That is to say - I am absolutely inclined to believe Hayes and most of what he says about his interactions with Syngenta. It sounds like Hayes has been doing good work. Let the independently-funded research speak for itself.
posted by suedehead at 7:28 AM on February 5 [5 favorites]


IMO the most important quote in the article:
"We all follow the Tyrone Hayes drama, and some people will say, ‘He should just do the science.’ But the science doesn’t speak for itself. Industry has unlimited resources and bully power."
posted by muddgirl at 7:30 AM on February 5 [10 favorites]


That is to say - I am absolutely inclined to believe Hayes and most of what he says about his interactions with Syngenta. It sounds like Hayes has been doing good work.
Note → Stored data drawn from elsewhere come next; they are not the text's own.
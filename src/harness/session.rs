use std::cell::{Cell, RefCell};
use std::fmt::Debug;
use std::path::PathBuf;
use std::sync::Arc;

use chrono::Local;
use serde::{Deserialize, Serialize};

use crate::browser::driver::{Driver, LaunchOptions, Launcher};
use crate::error::{BrowserError, ScenarioError};
use crate::harness::context::{AssertionKind, AssertionResult, TestContext};
use crate::harness::scenario::FixtureKind;
use crate::pages::Pages;
use crate::pages::base::PageConfig;
use crate::support::fixtures::{self, Account};
use crate::trace::logger::TraceLogger;
use crate::trace::trace::{TraceEvent, TraceKind};

/// Everything needed to provision one session.
#[derive(Debug, Clone, Default, PartialEq, Serialize, Deserialize)]
pub struct SessionConfig {
    pub launch: LaunchOptions,
    pub pages: PageConfig,
}

/// A file produced while a scenario ran.
#[derive(Debug, Clone, PartialEq, Serialize, Deserialize)]
pub struct Attachment {
    pub path: PathBuf,
    pub description: String,
}

#[derive(Debug, Clone, Copy, PartialEq, Eq)]
pub enum SessionState {
    /// Browser launched, site not loaded yet
    Uninitialized,
    /// Site root loaded; page objects usable
    Ready,
}

/// What a closed session leaves behind.
#[derive(Debug, Clone, Default)]
pub struct SessionRecord {
    pub steps_run: usize,
    pub assertion_results: Vec<AssertionResult>,
    pub attachments: Vec<Attachment>,
}

/// One isolated browser session owned by one scenario.
///
/// Created by [`TestSession::launch`], made ready by [`TestSession::setup`],
/// and closed by [`TestSession::teardown`], which consumes it.
pub struct TestSession {
    name: String,
    driver: Box<dyn Driver>,
    config: PageConfig,
    state: Cell<SessionState>,
    account: Option<Account>,
    context: RefCell<TestContext>,
    attachments: RefCell<Vec<Attachment>>,
    tracer: Arc<TraceLogger>,
}

impl TestSession {
    /// Launch a fresh browser for the scenario `name`.
    pub fn launch(
        name: &str,
        launcher: &dyn Launcher,
        config: &SessionConfig,
        tracer: Arc<TraceLogger>,
    ) -> Result<Self, BrowserError> {
        let driver = launcher.launch(&config.launch)?;
        Ok(Self::with_driver(name, driver, config.pages.clone(), tracer))
    }

    /// Wrap an already launched driver.
    pub fn with_driver(
        name: &str,
        driver: Box<dyn Driver>,
        config: PageConfig,
        tracer: Arc<TraceLogger>,
    ) -> Self {
        Self {
            name: name.to_string(),
            driver,
            config,
            state: Cell::new(SessionState::Uninitialized),
            account: None,
            context: RefCell::new(TestContext::new()),
            attachments: RefCell::new(Vec::new()),
            tracer,
        }
    }

    /// Load the site root, dismiss the cookie banner, then run the fixture's
    /// extension.
    pub fn setup(&mut self, fixture: FixtureKind) -> Result<(), ScenarioError> {
        self.pages().home.navigate_to_home()?;
        self.state.set(SessionState::Ready);

        tracing::info!("========================================");
        tracing::info!("Test Started: {}", self.name);
        tracing::info!("========================================");
        self.trace(TraceEvent::now(&self.name, 0, TraceKind::Started, "Test Started"));

        match fixture {
            FixtureKind::Base => {}
            FixtureKind::Signup => {
                self.account = Some(Account::generate());
            }
            FixtureKind::Login => {
                let account = Account::generate();
                self.register(&account)?;
                self.account = Some(account);
            }
        }
        Ok(())
    }

    /// Sign up `account`, complete registration, continue, then log out.
    fn register(&self, account: &Account) -> Result<(), ScenarioError> {
        let pages = self.pages();
        self.step(format!("Registering {}", account.email));
        pages.home.click_signup_login()?;
        pages.login.perform_signup(&account.name, &account.email)?;
        pages.signup.quick_registration(
            &account.password,
            "Test",
            "User",
            &fixtures::random_mobile(),
        )?;
        if !pages.signup.is_account_created_visible() {
            return Err(ScenarioError::assertion(format!(
                "Account for {} was not created",
                account.email
            )));
        }
        pages.signup.click_continue()?;
        pages.home.click_logout()?;
        self.wait(1000);
        Ok(())
    }

    /// Record the outcome, capture a failure screenshot if needed, and
    /// release page, context and browser in that order.
    pub fn teardown(self, failed: bool) -> SessionRecord {
        let status = if failed { "Failed" } else { "Passed" };
        let step = self.context.borrow().current_step;

        tracing::info!("========================================");
        tracing::info!("Test Finished: {}", self.name);
        tracing::info!("Status: {}", status);
        tracing::info!("========================================");
        self.trace(
            TraceEvent::now(&self.name, step, TraceKind::Finished, "Test Finished")
                .with_status(status),
        );

        if failed {
            let name = format!("FAILED_{}_{}", self.name, timestamp());
            match self.pages().base.screenshot(&name) {
                Ok(path) => {
                    tracing::info!(path = %path.display(), "Screenshot saved");
                    self.attach(path, "Failure Screenshot");
                }
                Err(e) => tracing::warn!(error = %e, "Failed to take screenshot"),
            }
        }

        if let Err(e) = self.driver.close_page() {
            tracing::warn!(error = %e, "Error closing page");
        }
        if let Err(e) = self.driver.close_context() {
            tracing::warn!(error = %e, "Error closing context");
        }
        if let Err(e) = self.driver.close_browser() {
            tracing::warn!(error = %e, "Error closing browser");
        }

        let context = self.context.into_inner();
        SessionRecord {
            steps_run: context.current_step,
            assertion_results: context.assertion_results,
            attachments: self.attachments.into_inner(),
        }
    }

    // =====================================================================
    // Accessors
    // =====================================================================

    pub fn name(&self) -> &str {
        &self.name
    }

    pub fn state(&self) -> SessionState {
        self.state.get()
    }

    pub fn pages(&self) -> Pages<'_> {
        Pages::new(self.driver.as_ref(), &self.config)
    }

    pub fn driver(&self) -> &dyn Driver {
        self.driver.as_ref()
    }

    pub fn config(&self) -> &PageConfig {
        &self.config
    }

    /// Account created by the Signup/Login fixtures.
    pub fn account(&self) -> Result<&Account, ScenarioError> {
        self.account
            .as_ref()
            .ok_or_else(|| ScenarioError::assertion("scenario has no account fixture"))
    }

    pub fn assertion_results(&self) -> Vec<AssertionResult> {
        self.context.borrow().assertion_results.clone()
    }

    // =====================================================================
    // Helpers
    // =====================================================================

    /// Log a scenario step to the console and the trace file.
    pub fn step(&self, message: impl AsRef<str>) {
        let message = message.as_ref();
        let step = {
            let mut ctx = self.context.borrow_mut();
            ctx.advance();
            ctx.current_step
        };
        tracing::info!(scenario = %self.name, step, "{}", message);
        self.trace(TraceEvent::now(&self.name, step, TraceKind::Step, message));
    }

    /// Fixed delay, scaled like every settle delay.
    pub fn wait(&self, ms: u64) {
        self.pages().base.settle(ms);
    }

    pub fn current_url(&self) -> Result<String, BrowserError> {
        self.driver.current_url()
    }

    /// Case-insensitive substring test on the current URL.
    pub fn url_contains(&self, text: &str) -> Result<bool, BrowserError> {
        Ok(self
            .current_url()?
            .to_lowercase()
            .contains(&text.to_lowercase()))
    }

    pub fn reload(&self) -> Result<(), BrowserError> {
        self.driver.reload()?;
        self.wait(1000);
        Ok(())
    }

    pub fn go_back(&self) -> Result<(), BrowserError> {
        self.driver.go_back()?;
        self.wait(1000);
        Ok(())
    }

    /// Full-page screenshot at `{screenshots_dir}/{name}_{timestamp}.png`.
    pub fn screenshot(&self, name: &str) -> Result<PathBuf, BrowserError> {
        let path = self
            .pages()
            .base
            .screenshot(&format!("{}_{}", name, timestamp()))?;
        tracing::info!(path = %path.display(), "Screenshot saved");
        self.attach(path.clone(), name);
        Ok(path)
    }

    pub fn random_name(&self) -> String {
        fixtures::random_name()
    }

    pub fn random_email(&self) -> String {
        fixtures::random_email()
    }

    pub fn random_mobile(&self) -> String {
        fixtures::random_mobile()
    }

    fn attach(&self, path: PathBuf, description: &str) {
        let step = self.context.borrow().current_step;
        self.trace(TraceEvent::now(
            &self.name,
            step,
            TraceKind::Attachment,
            path.display(),
        ));
        self.attachments.borrow_mut().push(Attachment {
            path,
            description: description.to_string(),
        });
    }

    fn trace(&self, event: TraceEvent) {
        self.tracer.log(&event);
    }

    // =====================================================================
    // Assertions (record, then fail fast)
    // =====================================================================

    fn check(
        &self,
        kind: AssertionKind,
        passed: bool,
        expected: Option<String>,
        actual: Option<String>,
        message: &str,
    ) -> Result<(), ScenarioError> {
        let step = self.context.borrow().current_step;
        self.context.borrow_mut().record(AssertionResult {
            step_index: step,
            kind,
            passed,
            expected: expected.clone(),
            actual: actual.clone(),
            message: message.to_string(),
        });
        self.trace(
            TraceEvent::now(&self.name, step, TraceKind::Assertion, message).with_passed(passed),
        );

        if passed {
            return Ok(());
        }
        let detail = match (expected, actual) {
            (Some(e), Some(a)) => format!("{} (expected {}, actual {})", message, e, a),
            (None, Some(a)) => format!("{} (actual {})", message, a),
            _ => message.to_string(),
        };
        tracing::error!(scenario = %self.name, "{}", detail);
        Err(ScenarioError::assertion(detail))
    }

    pub fn assert_true(&self, condition: bool, message: &str) -> Result<(), ScenarioError> {
        self.check(AssertionKind::True, condition, None, None, message)
    }

    pub fn assert_false(&self, condition: bool, message: &str) -> Result<(), ScenarioError> {
        self.check(AssertionKind::False, !condition, None, None, message)
    }

    pub fn assert_eq<T: PartialEq + Debug>(
        &self,
        actual: T,
        expected: T,
        message: &str,
    ) -> Result<(), ScenarioError> {
        self.check(
            AssertionKind::Equal,
            actual == expected,
            Some(format!("{:?}", expected)),
            Some(format!("{:?}", actual)),
            message,
        )
    }

    pub fn assert_ne<T: PartialEq + Debug>(
        &self,
        actual: T,
        unexpected: T,
        message: &str,
    ) -> Result<(), ScenarioError> {
        self.check(
            AssertionKind::NotEqual,
            actual != unexpected,
            Some(format!("not {:?}", unexpected)),
            Some(format!("{:?}", actual)),
            message,
        )
    }

    /// Case-insensitive substring assertion.
    pub fn assert_contains(
        &self,
        haystack: &str,
        needle: &str,
        message: &str,
    ) -> Result<(), ScenarioError> {
        self.check(
            AssertionKind::Contains,
            haystack.to_lowercase().contains(&needle.to_lowercase()),
            Some(format!("contains {:?}", needle)),
            Some(format!("{:?}", haystack)),
            message,
        )
    }

    pub fn assert_starts_with(
        &self,
        text: &str,
        prefix: &str,
        message: &str,
    ) -> Result<(), ScenarioError> {
        self.check(
            AssertionKind::StartsWith,
            text.starts_with(prefix),
            Some(format!("starts with {:?}", prefix)),
            Some(format!("{:?}", text)),
            message,
        )
    }

    pub fn assert_gt<T: PartialOrd + Debug>(
        &self,
        actual: T,
        bound: T,
        message: &str,
    ) -> Result<(), ScenarioError> {
        self.ordered(AssertionKind::Greater, actual > bound, "> ", &actual, &bound, message)
    }

    pub fn assert_ge<T: PartialOrd + Debug>(
        &self,
        actual: T,
        bound: T,
        message: &str,
    ) -> Result<(), ScenarioError> {
        self.ordered(
            AssertionKind::GreaterOrEqual,
            actual >= bound,
            ">= ",
            &actual,
            &bound,
            message,
        )
    }

    pub fn assert_lt<T: PartialOrd + Debug>(
        &self,
        actual: T,
        bound: T,
        message: &str,
    ) -> Result<(), ScenarioError> {
        self.ordered(AssertionKind::Less, actual < bound, "< ", &actual, &bound, message)
    }

    pub fn assert_le<T: PartialOrd + Debug>(
        &self,
        actual: T,
        bound: T,
        message: &str,
    ) -> Result<(), ScenarioError> {
        self.ordered(
            AssertionKind::LessOrEqual,
            actual <= bound,
            "<= ",
            &actual,
            &bound,
            message,
        )
    }

    fn ordered<T: Debug>(
        &self,
        kind: AssertionKind,
        passed: bool,
        op: &str,
        actual: &T,
        bound: &T,
        message: &str,
    ) -> Result<(), ScenarioError> {
        self.check(
            kind,
            passed,
            Some(format!("{}{:?}", op, bound)),
            Some(format!("{:?}", actual)),
            message,
        )
    }
}

/// `yyyyMMdd_HHmmss` in local time, as used in artifact file names.
pub fn timestamp() -> String {
    Local::now().format("%Y%m%d_%H%M%S").to_string()
}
Let the independently-funded research speak for itself.

That's the satisfying brilliance of the writing set-up: you start off thinking the man (who is flawed, to be sure) is actually experiencing paranoia about being profiled, about special meetings being held just about him, about being followed, etc.....and then the documents show it's all true.

I would watch this movie, Hollywood. Make it happen.
posted by blue suede stockings at 7:33 AM on February 5 [8 favorites]


If tactics like these are considered mundane enough to be put into the permanent corporate records on paper and in email, one can only imagine what was kept off the record.
posted by Llama-Lime at 8:09 AM on February 5 [8 favorites]


So it appears his experimental protocols are detailed enough to be reproducible, and his results are being reproduced. And that meanwhile Syngenta is going ad hominem, and viciously so. Like many black scientists, Dr. Hayes was subject to the pressures of having to be "twice as good and half as black," as Ta Nehisi Coates puts it in his writings. And Syngenta's been hitting that raw spot and turning it into an abscess.

Dr. Hayes should let his junior researchers do the talking for a while.
posted by ocschwar at 8:11 AM on February 5 [7 favorites]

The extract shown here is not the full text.